Deshalb hat sich für die Demonstranten die Entanonymisierung der Männer in Schwarz als wirksames Mittel im Kampf auf der Straße erwiesen. Immer wieder versuchen sie, Polizisten vor Handykameras zu demaskieren. Gelingt es, suchen die Beamten das Weite. Belarussische Hacker haben persönliche Daten von mehr als 1000 Mitgliedern des Sicherheitsapparates im Netz veröffentlicht, und die Opposition will weitere Namen offenlegen.

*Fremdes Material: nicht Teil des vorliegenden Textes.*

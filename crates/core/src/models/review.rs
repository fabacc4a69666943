use chrono::{DateTime, Utc};
use serde::{Deserialize, Serialize};
use uuid::Uuid;

pub const MIN_RATING: i32 = 1;
pub const MAX_RATING: i32 = 5;

#[derive(Debug, Clone, PartialEq, Eq, Serialize, Deserialize)]
pub struct Review {
    pub id: Uuid,
    pub booking_id: Uuid,
    pub client_id: Uuid,
    pub staff_id: Uuid,
    pub rating: i32,
    pub text: String,
    pub created_at: DateTime<Utc>,
}

#[derive(Debug, Clone, Serialize, Deserialize)]
pub struct CreateReviewRequest {
    pub booking_id: Uuid,
    pub client_external_id: String,
    pub rating: i32,
    #[serde(default)]
    pub text: String,
}
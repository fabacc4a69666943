use axum::{
    routing::{get, post, put},
    Router,
};
use std::sync::Arc;

use crate::{handlers, ApiState};

pub fn routes() -> Router<Arc<ApiState>> {
    Router::new()
        .route(
            "/api/services",
            post(handlers::catalog::create_service).get(handlers::catalog::list_services),
        )
        .route(
            "/api/services/:id",
            get(handlers::catalog::get_service).put(handlers::catalog::update_service),
        )
        .route(
            "/api/staff",
            post(handlers::catalog::create_staff).get(handlers::catalog::list_staff),
        )
        .route("/api/staff/:id", get(handlers::catalog::get_staff))
        .route(
            "/api/staff/:id/services",
            put(handlers::catalog::set_staff_services),
        )
}
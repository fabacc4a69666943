pub mod engine;
pub mod models;
pub mod repositories;
pub mod schema;
pub mod slot_catalog;

pub mod mock;

use eyre::Result;
use sqlx::postgres::PgPoolOptions;
use sqlx::{Pool, Postgres};

pub type DbPool = Pool<Postgres>;

pub async fn create_pool(database_url: &str, max_connections: u32) -> Result<DbPool> {
    let pool = PgPoolOptions::new()
        .max_connections(max_connections)
        .connect(database_url)
        .await?;

    Ok(pool)
}
use axum::{routing::get, Router};
use std::sync::Arc;

use crate::{handlers, ApiState};

pub fn routes() -> Router<Arc<ApiState>> {
    Router::new()
        .route("/api/availability", get(handlers::availability::day_availability))
        .route(
            "/api/availability/week",
            get(handlers::availability::week_availability),
        )
}
// SPDX-FileCopyrightText: 2025 Caspar Water Company
//
// SPDX-License-Identifier: Apache-2.0

use anyhow::{Context, Result};

use crate::common::CliContext;

/// URL of `site` in the resolved environment, with an optional sub-path
pub fn resolve_url(ctx: &CliContext, site: &str, path: Option<&str>) -> Result<String> {
    let env = ctx.environment()?;
    let registry = ctx.registry()?;
    let url = match path {
        Some(path) => registry.build_url(site, env, path),
        None => registry.url(site, env),
    };
    url.with_context(|| format!("Cannot resolve URL for site '{}' in {}", site, env))
}

/// Print the URL of a site
#[allow(clippy::print_stdout)]
pub fn url_command(ctx: &CliContext, site: &str, path: Option<&str>) -> Result<()> {
    println!("{}", resolve_url(ctx, site, path)?);
    Ok(())
}
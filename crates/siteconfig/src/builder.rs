// SPDX-FileCopyrightText: 2025 Caspar Water Company
//
// SPDX-License-Identifier: Apache-2.0

//! Fresh per-build site configuration: navigation and footer links.
//!
//! Every call to [`build`] allocates its result from scratch: labels and
//! hrefs are copied out of the registry, and caller-supplied links are
//! cloned rather than moved in. Two builds, for the same site or for
//! different sites, never share a container, so a consumer that rewrites
//! one result in place cannot change another.
//!
//! The current site must resolve; sibling sites that do not are logged and
//! left out of the cross-site links.

use std::collections::BTreeSet;

use serde::{Deserialize, Serialize};

use crate::environment::Environment;
use crate::error::Result;
use crate::registry::SiteRegistry;

/// Footer group holding links to the other standards sites.
pub const STANDARDS_GROUP: &str = "Standards";
/// Footer group holding default resource links.
pub const RESOURCES_GROUP: &str = "Resources";

#[derive(Debug, Clone, PartialEq, Eq, Serialize, Deserialize)]
pub struct LinkDescriptor {
    pub label: String,
    pub href: String,
}

impl LinkDescriptor {
    pub fn new<L: Into<String>, H: Into<String>>(label: L, href: H) -> Self {
        Self {
            label: label.into(),
            href: href.into(),
        }
    }
}

#[derive(Debug, Clone, PartialEq, Eq, Serialize, Deserialize)]
pub struct FooterGroup {
    pub title: String,
    pub items: Vec<LinkDescriptor>,
}

impl FooterGroup {
    pub fn new<T: Into<String>>(title: T, items: Vec<LinkDescriptor>) -> Self {
        Self {
            title: title.into(),
            items,
        }
    }
}

/// Knobs for [`build`].
#[derive(Debug, Clone, PartialEq, Eq)]
pub struct BuildOptions {
    /// Leave the current site out of its own cross-site links.
    pub exclude_self: bool,
    /// Sibling sites to link, in order. `None` links every registered site.
    pub sites: Option<Vec<String>>,
    /// Sites never linked.
    pub exclude: Vec<String>,
    /// Add the "Resources" footer group (sitemap).
    pub include_default_resources: bool,
    /// Appended to the navigation items.
    pub extra_navigation: Vec<LinkDescriptor>,
    /// Appended to the footer groups.
    pub extra_footer_groups: Vec<FooterGroup>,
}

impl Default for BuildOptions {
    fn default() -> Self {
        Self {
            exclude_self: true,
            sites: None,
            exclude: Vec::new(),
            include_default_resources: true,
            extra_navigation: Vec::new(),
            extra_footer_groups: Vec::new(),
        }
    }
}

impl BuildOptions {
    pub fn include_self(mut self) -> Self {
        self.exclude_self = false;
        self
    }

    pub fn only<I, S>(mut self, sites: I) -> Self
    where
        I: IntoIterator<Item = S>,
        S: Into<String>,
    {
        self.sites = Some(sites.into_iter().map(Into::into).collect());
        self
    }

    pub fn excluding<I, S>(mut self, sites: I) -> Self
    where
        I: IntoIterator<Item = S>,
        S: Into<String>,
    {
        self.exclude.extend(sites.into_iter().map(Into::into));
        self
    }

    pub fn without_resources(mut self) -> Self {
        self.include_default_resources = false;
        self
    }

    pub fn with_navigation_link(mut self, link: LinkDescriptor) -> Self {
        self.extra_navigation.push(link);
        self
    }

    pub fn with_footer_group(mut self, group: FooterGroup) -> Self {
        self.extra_footer_groups.push(group);
        self
    }
}

/// Everything a single site build needs from the registry.
#[derive(Debug, Clone, PartialEq, Eq, Serialize)]
#[serde(rename_all = "camelCase")]
pub struct SiteBuildConfig {
    pub site: String,
    pub environment: Environment,
    /// Full site URL without trailing slash.
    pub url: String,
    pub base_url: String,
    pub base_path: String,
    #[serde(skip_serializing_if = "Option::is_none")]
    pub port: Option<u16>,
    pub navigation_items: Vec<LinkDescriptor>,
    pub footer_groups: Vec<FooterGroup>,
}

/// A resolved sibling, before it is split into navigation and footer links.
struct SiblingLink {
    nav_label: String,
    title: String,
    href: String,
}

/// Build the navigation and footer configuration for `site` in `env`.
pub fn build(
    registry: &SiteRegistry,
    site: &str,
    env: Environment,
    options: &BuildOptions,
) -> Result<SiteBuildConfig> {
    let current = registry.record(site)?;
    let entry = registry.lookup(site, env)?;
    let url = registry.url(site, env)?;
    let site = current.id().as_str();

    let siblings = resolve_siblings(registry, site, env, options)?;

    let mut navigation_items =
        Vec::with_capacity(siblings.len() + options.extra_navigation.len());
    let mut standards = Vec::with_capacity(siblings.len());
    for sibling in &siblings {
        navigation_items.push(LinkDescriptor::new(
            sibling.nav_label.clone(),
            sibling.href.clone(),
        ));
        standards.push(LinkDescriptor::new(sibling.title.clone(), sibling.href.clone()));
    }
    navigation_items.extend(options.extra_navigation.iter().cloned());

    let mut footer_groups = Vec::with_capacity(2 + options.extra_footer_groups.len());
    if !standards.is_empty() {
        footer_groups.push(FooterGroup::new(STANDARDS_GROUP, standards));
    }
    if options.include_default_resources {
        footer_groups.push(FooterGroup::new(
            RESOURCES_GROUP,
            vec![LinkDescriptor::new(
                "Sitemap",
                registry.build_url(site, env, "sitemap.xml")?,
            )],
        ));
    }
    footer_groups.extend(options.extra_footer_groups.iter().cloned());

    diagnostics::log_info!(
        "Built {site} config for {env}: {nav} navigation items, {groups} footer groups",
        site: site,
        env: env.as_str(),
        nav: navigation_items.len(),
        groups: footer_groups.len()
    );

    Ok(SiteBuildConfig {
        site: site.to_string(),
        environment: env,
        url,
        base_url: entry.base_url.clone(),
        base_path: entry.base_path.clone(),
        port: entry.port,
        navigation_items,
        footer_groups,
    })
}

fn resolve_siblings(
    registry: &SiteRegistry,
    current: &str,
    env: Environment,
    options: &BuildOptions,
) -> Result<Vec<SiblingLink>> {
    let candidates: Vec<String> = match &options.sites {
        Some(sites) => sites.clone(),
        None => registry.site_names(),
    };

    let mut seen = BTreeSet::new();
    let mut links = Vec::with_capacity(candidates.len());

    for name in &candidates {
        if !seen.insert(name.as_str()) {
            continue;
        }
        if options.exclude_self && name == current {
            continue;
        }
        if options.exclude.iter().any(|excluded| excluded == name) {
            continue;
        }

        let resolved = registry
            .record(name)
            .and_then(|record| Ok((record, registry.site_root(name, env)?)));

        match resolved {
            Ok((record, href)) => {
                diagnostics::log_debug!("Linking {sibling} at {href}", sibling: name.as_str(), href: href.as_str());
                links.push(SiblingLink {
                    nav_label: record.nav_label().to_string(),
                    title: record.title().to_string(),
                    href,
                });
            }
            // only lookup misses are recoverable for a cross-site link
            Err(err) if err.is_lookup_miss() => {
                let reason = err.to_string();
                diagnostics::log_warn!(
                    "Skipping sibling site {sibling} while building {site}: {reason}",
                    sibling: name.as_str(),
                    site: current,
                    reason: reason.as_str()
                );
            }
            Err(err) => return Err(err),
        }
    }

    Ok(links)
}

impl SiteRegistry {
    /// See [`build`].
    pub fn build_site_config(
        &self,
        site: &str,
        env: Environment,
        options: &BuildOptions,
    ) -> Result<SiteBuildConfig> {
        build(self, site, env, options)
    }
}
// SPDX-FileCopyrightText: 2025 Caspar Water Company
//
// SPDX-License-Identifier: Apache-2.0

pub mod check;
pub mod config;
pub mod env;
pub mod export;
pub mod sites;
pub mod url;

pub use check::check_command;
pub use config::{ConfigArgs, config_command};
pub use env::env_command;
pub use export::export_command;
pub use sites::sites_command;
pub use url::url_command;
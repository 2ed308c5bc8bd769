// SPDX-FileCopyrightText: 2025 Caspar Water Company
//
// SPDX-License-Identifier: Apache-2.0

use anyhow::Result;
use siteconfig::SiteRegistry;

use crate::common::CliContext;

/// One line per site: id, then title, in registry order
pub fn site_lines(registry: &SiteRegistry) -> Vec<String> {
    let width = registry
        .sites()
        .map(|id| id.as_str().len())
        .max()
        .unwrap_or(0);
    registry
        .records()
        .iter()
        .map(|record| format!("{:<width$}  {}", record.id().as_str(), record.title(), width = width))
        .collect()
}

/// List registered sites
#[allow(clippy::print_stdout)]
pub fn sites_command(ctx: &CliContext) -> Result<()> {
    let registry = ctx.registry()?;
    for line in site_lines(&registry) {
        println!("{}", line);
    }
    Ok(())
}
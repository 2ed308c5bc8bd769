// SPDX-FileCopyrightText: 2025 Caspar Water Company
//
// SPDX-License-Identifier: Apache-2.0

//! Site registry: (site, environment) → base URL, base path and port.
//!
//! A registry is assembled with [`RegistryBuilder`], validated once in
//! [`RegistryBuilder::build`], and read-only afterwards. Every site must
//! carry all four environments; a gap is reported at load time rather than
//! at lookup time.

use std::collections::{BTreeMap, BTreeSet};
use std::fmt;

use serde::{Deserialize, Serialize};
use url::Url;

use crate::environment::Environment;
use crate::error::{ConfigError, Result};

/// Default ordering weight for sites that do not specify one.
pub const DEFAULT_WEIGHT: i32 = 100;

/// Name of one registered documentation site.
#[derive(Debug, Clone, PartialEq, Eq, PartialOrd, Ord, Hash, Serialize)]
#[serde(transparent)]
pub struct SiteId(String);

impl SiteId {
    /// Site ids appear in URL paths and descriptor file names, so they are
    /// limited to ASCII alphanumerics, '-' and '_'.
    pub fn new<S: Into<String>>(id: S) -> Result<Self> {
        let id = id.into();
        let valid = !id.is_empty()
            && id
                .chars()
                .all(|c| c.is_ascii_alphanumeric() || c == '-' || c == '_');
        if valid {
            Ok(SiteId(id))
        } else {
            Err(ConfigError::InvalidSiteId(id))
        }
    }

    pub fn as_str(&self) -> &str {
        &self.0
    }
}

impl fmt::Display for SiteId {
    fn fmt(&self, f: &mut fmt::Formatter<'_>) -> fmt::Result {
        f.pad(&self.0)
    }
}

impl AsRef<str> for SiteId {
    fn as_ref(&self) -> &str {
        &self.0
    }
}

/// Where one site is served in one environment.
#[derive(Debug, Clone, PartialEq, Eq, Serialize, Deserialize)]
#[serde(deny_unknown_fields)]
pub struct SiteConfigEntry {
    /// Origin: scheme, host and optional port, no path.
    pub base_url: String,
    /// Root-relative path prefix, beginning and ending with '/'.
    pub base_path: String,
    /// Dev-server port; only the local environment has one.
    #[serde(default, skip_serializing_if = "Option::is_none")]
    pub port: Option<u16>,
}

impl SiteConfigEntry {
    pub fn new<U: Into<String>, P: Into<String>>(base_url: U, base_path: P) -> Self {
        Self {
            base_url: base_url.into(),
            base_path: base_path.into(),
            port: None,
        }
    }

    pub fn local<P: Into<String>>(port: u16, base_path: P) -> Self {
        Self {
            base_url: format!("http://localhost:{}", port),
            base_path: base_path.into(),
            port: Some(port),
        }
    }
}

/// Unvalidated input for one site, handed to [`RegistryBuilder::site`].
#[derive(Debug, Clone, PartialEq, Eq)]
pub struct SiteSpec {
    pub id: String,
    pub title: String,
    pub nav_label: Option<String>,
    pub weight: i32,
    pub entries: BTreeMap<Environment, SiteConfigEntry>,
}

impl SiteSpec {
    pub fn new<I: Into<String>, T: Into<String>>(id: I, title: T) -> Self {
        Self {
            id: id.into(),
            title: title.into(),
            nav_label: None,
            weight: DEFAULT_WEIGHT,
            entries: BTreeMap::new(),
        }
    }

    pub fn nav_label<S: Into<String>>(mut self, label: S) -> Self {
        self.nav_label = Some(label.into());
        self
    }

    pub fn weight(mut self, weight: i32) -> Self {
        self.weight = weight;
        self
    }

    pub fn entry(mut self, env: Environment, entry: SiteConfigEntry) -> Self {
        self.entries.insert(env, entry);
        self
    }
}

/// A validated site: identity, labels and one entry per environment.
#[derive(Debug, Clone, PartialEq, Eq)]
pub struct SiteRecord {
    id: SiteId,
    title: String,
    nav_label: String,
    weight: i32,
    entries: BTreeMap<Environment, SiteConfigEntry>,
}

impl SiteRecord {
    pub fn id(&self) -> &SiteId {
        &self.id
    }

    /// Human-readable name, used for footer links.
    pub fn title(&self) -> &str {
        &self.title
    }

    /// Short name, used in the cross-site navigation dropdown.
    pub fn nav_label(&self) -> &str {
        &self.nav_label
    }

    pub fn weight(&self) -> i32 {
        self.weight
    }

    pub fn entry(&self, env: Environment) -> Option<&SiteConfigEntry> {
        self.entries.get(&env)
    }

    pub fn entries(&self) -> impl Iterator<Item = (Environment, &SiteConfigEntry)> {
        self.entries.iter().map(|(env, entry)| (*env, entry))
    }
}

/// Collects site specs and validates them into a [`SiteRegistry`].
#[derive(Debug, Default)]
pub struct RegistryBuilder {
    specs: Vec<SiteSpec>,
}

impl RegistryBuilder {
    pub fn new() -> Self {
        Self::default()
    }

    pub fn site(mut self, spec: SiteSpec) -> Self {
        self.specs.push(spec);
        self
    }

    pub fn sites<I: IntoIterator<Item = SiteSpec>>(mut self, specs: I) -> Self {
        self.specs.extend(specs);
        self
    }

    /// Validate every spec and freeze the registry.
    pub fn build(self) -> Result<SiteRegistry> {
        if self.specs.is_empty() {
            return Err(ConfigError::EmptyRegistry);
        }

        let mut seen = BTreeSet::new();
        let mut records = Vec::with_capacity(self.specs.len());

        for spec in self.specs {
            let id = SiteId::new(spec.id)?;
            if !seen.insert(id.clone()) {
                return Err(ConfigError::DuplicateSite(id.0));
            }

            let missing: Vec<Environment> = Environment::ALL
                .into_iter()
                .filter(|env| !spec.entries.contains_key(env))
                .collect();
            if !missing.is_empty() {
                return Err(ConfigError::IncompleteSite {
                    site: id.0,
                    missing,
                });
            }

            let mut entries = BTreeMap::new();
            for (env, entry) in &spec.entries {
                entries.insert(*env, validate_entry(id.as_str(), *env, entry)?);
            }

            let nav_label = spec
                .nav_label
                .filter(|label| !label.trim().is_empty())
                .unwrap_or_else(|| id.0.clone());

            records.push(SiteRecord {
                id,
                title: spec.title,
                nav_label,
                weight: spec.weight,
                entries,
            });
        }

        records.sort_by(|a, b| a.weight.cmp(&b.weight).then_with(|| a.id.cmp(&b.id)));

        let index = records
            .iter()
            .enumerate()
            .map(|(pos, record)| (record.id.0.clone(), pos))
            .collect();

        diagnostics::log_debug!("Site registry built with {count} sites", count: records.len());

        Ok(SiteRegistry { records, index })
    }
}

/// Check one entry and return its normalized form (origin without a
/// trailing slash).
fn validate_entry(site: &str, env: Environment, entry: &SiteConfigEntry) -> Result<SiteConfigEntry> {
    let parsed = Url::parse(&entry.base_url).map_err(|e| {
        ConfigError::invalid_entry(
            site,
            env,
            format!("base_url '{}' is not an absolute URL: {}", entry.base_url, e),
        )
    })?;

    if !matches!(parsed.scheme(), "http" | "https") {
        return Err(ConfigError::invalid_entry(
            site,
            env,
            format!("base_url '{}' must use http or https", entry.base_url),
        ));
    }
    if parsed.host_str().is_none() {
        return Err(ConfigError::invalid_entry(
            site,
            env,
            format!("base_url '{}' has no host", entry.base_url),
        ));
    }
    if parsed.path() != "/" || parsed.query().is_some() || parsed.fragment().is_some() {
        return Err(ConfigError::invalid_entry(
            site,
            env,
            format!(
                "base_url '{}' must be an origin; put path prefixes in base_path",
                entry.base_url
            ),
        ));
    }

    let path = &entry.base_path;
    if !path.starts_with('/') || !path.ends_with('/') || path.contains("//") {
        return Err(ConfigError::invalid_entry(
            site,
            env,
            format!(
                "base_path '{}' must start and end with a single '/'",
                path
            ),
        ));
    }

    match (env.has_port(), entry.port) {
        (true, None) => {
            return Err(ConfigError::invalid_entry(
                site,
                env,
                "the local environment requires a port",
            ));
        }
        (false, Some(port)) => {
            return Err(ConfigError::invalid_entry(
                site,
                env,
                format!("port {} is only allowed for the local environment", port),
            ));
        }
        (true, Some(port)) => {
            if let Some(url_port) = parsed.port() {
                if url_port != port {
                    return Err(ConfigError::invalid_entry(
                        site,
                        env,
                        format!("port {} does not match base_url port {}", port, url_port),
                    ));
                }
            }
        }
        (false, None) => {}
    }

    Ok(SiteConfigEntry {
        base_url: entry.base_url.trim_end_matches('/').to_string(),
        base_path: path.clone(),
        port: entry.port,
    })
}

/// Immutable table of every registered site.
///
/// There is no way to change a registry once built, so one instance can
/// back any number of sequential or concurrent site builds.
#[derive(Debug, Clone, PartialEq, Eq)]
pub struct SiteRegistry {
    records: Vec<SiteRecord>,
    index: BTreeMap<String, usize>,
}

impl SiteRegistry {
    pub fn builder() -> RegistryBuilder {
        RegistryBuilder::new()
    }

    /// Look up where `site` is served in `env`.
    pub fn lookup(&self, site: &str, env: Environment) -> Result<&SiteConfigEntry> {
        let record = self.record(site)?;
        record
            .entries
            .get(&env)
            .ok_or_else(|| ConfigError::UnknownSiteEnvironment {
                site: site.to_string(),
                env,
            })
    }

    pub fn record(&self, site: &str) -> Result<&SiteRecord> {
        self.index
            .get(site)
            .map(|pos| &self.records[*pos])
            .ok_or_else(|| ConfigError::unknown_site(site, self.site_names()))
    }

    pub fn contains(&self, site: &str) -> bool {
        self.index.contains_key(site)
    }

    /// Registered site ids in registry order (weight, then id).
    pub fn sites(&self) -> impl Iterator<Item = &SiteId> {
        self.records.iter().map(|record| &record.id)
    }

    pub fn records(&self) -> &[SiteRecord] {
        &self.records
    }

    pub fn site_names(&self) -> Vec<String> {
        self.sites().map(|id| id.0.clone()).collect()
    }

    pub fn len(&self) -> usize {
        self.records.len()
    }

    pub fn is_empty(&self) -> bool {
        self.records.is_empty()
    }

    /// A registry without the completeness check, for exercising lookup
    /// misses on a known site.
    #[cfg(test)]
    pub(crate) fn from_records_unchecked(records: Vec<(&str, Vec<(Environment, SiteConfigEntry)>)>) -> Self {
        let records: Vec<SiteRecord> = records
            .into_iter()
            .map(|(id, entries)| SiteRecord {
                id: SiteId(id.to_string()),
                title: id.to_string(),
                nav_label: id.to_string(),
                weight: DEFAULT_WEIGHT,
                entries: entries.into_iter().collect(),
            })
            .collect();
        let index = records
            .iter()
            .enumerate()
            .map(|(pos, record)| (record.id.0.clone(), pos))
            .collect();
        Self { records, index }
    }
}
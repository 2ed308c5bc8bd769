// SPDX-FileCopyrightText: 2025 Caspar Water Company
//
// SPDX-License-Identifier: Apache-2.0

use std::path::PathBuf;

use anyhow::Result;
use clap::{Parser, Subcommand};

use cmd::commands::{
    ConfigArgs, check_command, config_command, env_command, export_command, sites_command,
    url_command,
};
use cmd::common::CliContext;

#[derive(Parser)]
#[command(author, version, about, long_about = None)]
#[command(name = "docsites")]
struct Cli {
    #[command(subcommand)]
    command: Commands,

    /// Deployment environment (local, localhost, preview, dev, production); overrides DOCS_ENV
    #[arg(long, global = true)]
    env: Option<String>,

    /// Directory of per-site YAML descriptors to use instead of the built-in table
    #[arg(long, global = true)]
    sites_dir: Option<PathBuf>,
}

#[derive(Subcommand)]
enum Commands {
    /// Print the resolved environment
    Env,
    /// List registered sites
    Sites,
    /// Print a site's URL, optionally with a sub-path
    Url {
        /// Site identifier
        site: String,
        /// Path under the site root
        path: Option<String>,
    },
    /// Print a site's build configuration (navigation and footer) as JSON
    Config(ConfigArgs),
    /// Validate the site registry and print every site's URLs
    Check,
    /// Write the site registry as one YAML descriptor per site
    Export {
        /// Output directory
        dir: PathBuf,
    },
}

fn main() -> Result<()> {
    diagnostics::init();

    let cli = Cli::parse();
    let ctx = CliContext::new(cli.env, cli.sites_dir);

    match &cli.command {
        Commands::Env => env_command(&ctx),
        Commands::Sites => sites_command(&ctx),
        Commands::Url { site, path } => url_command(&ctx, site, path.as_deref()),
        Commands::Config(args) => config_command(&ctx, args),
        Commands::Check => check_command(&ctx),
        Commands::Export { dir } => export_command(&ctx, dir),
    }
}
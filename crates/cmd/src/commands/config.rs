// SPDX-FileCopyrightText: 2025 Caspar Water Company
//
// SPDX-License-Identifier: Apache-2.0

use anyhow::{Context, Result};
use clap::Args;
use siteconfig::{BuildOptions, SiteBuildConfig};

use crate::common::CliContext;

#[derive(Debug, Clone, Default, Args)]
pub struct ConfigArgs {
    /// Site to build the configuration for
    pub site: String,
    /// Link the site to itself in the cross-site navigation
    #[arg(long)]
    pub include_self: bool,
    /// Leave out the "Resources" footer group
    #[arg(long)]
    pub no_resources: bool,
    /// Only link these sites, in this order (comma-separated)
    #[arg(long, value_delimiter = ',')]
    pub only: Vec<String>,
    /// Never link these sites (comma-separated)
    #[arg(long, value_delimiter = ',')]
    pub exclude: Vec<String>,
}

impl ConfigArgs {
    pub fn build_options(&self) -> BuildOptions {
        let mut options = BuildOptions::default().excluding(self.exclude.iter().cloned());
        if self.include_self {
            options = options.include_self();
        }
        if self.no_resources {
            options = options.without_resources();
        }
        if !self.only.is_empty() {
            options = options.only(self.only.iter().cloned());
        }
        options
    }
}

/// Build the site configuration for the resolved environment
pub fn resolve_config(ctx: &CliContext, args: &ConfigArgs) -> Result<SiteBuildConfig> {
    let env = ctx.environment()?;
    let registry = ctx.registry()?;
    registry
        .build_site_config(&args.site, env, &args.build_options())
        .with_context(|| format!("Cannot build configuration for site '{}' in {}", args.site, env))
}

/// Print the site configuration as JSON for the site build
#[allow(clippy::print_stdout)]
pub fn config_command(ctx: &CliContext, args: &ConfigArgs) -> Result<()> {
    let config = resolve_config(ctx, args)?;
    let json = serde_json::to_string_pretty(&config).context("Failed to serialize site configuration")?;
    println!("{}", json);
    Ok(())
}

Belarus hat eine der höchsten Polizeidichten Europas
Der Staat reagiert mit drakonischen Strafen. Eine Frau mit belarussischer und Schweizer Staatsbürgerschaft wurde festgenommen, nachdem sie einem Beamten die Maske vom Kopf gezogen hatte. Ihr drohen bis zu fünf Jahre Haft. Mehr als 16.000 Menschen sollen seit den Wahlen bereits festgenommen worden sein. Zugleich wird den Opfern von Polizeigewalt das Recht auf Strafverfolgung verwehrt. Tausende Beschwerden belarussischer Bürger gegenüber den Behörden blieben bislang ungehört.
[Anmerkung der Redaktion: In einer früheren Fassung dieses Textes hieß es, eine Frau wurde zu fünf Jahren Haft verurteilt, nachdem sie einem Beamten die Maske vom Kopf gezogen hatte. Tatsächlich wurde die Frau festgenommen, aber noch nicht verurteilt. Wir haben die Textstelle korrigiert und bitten, diesen Fehler zu entschuldigen.]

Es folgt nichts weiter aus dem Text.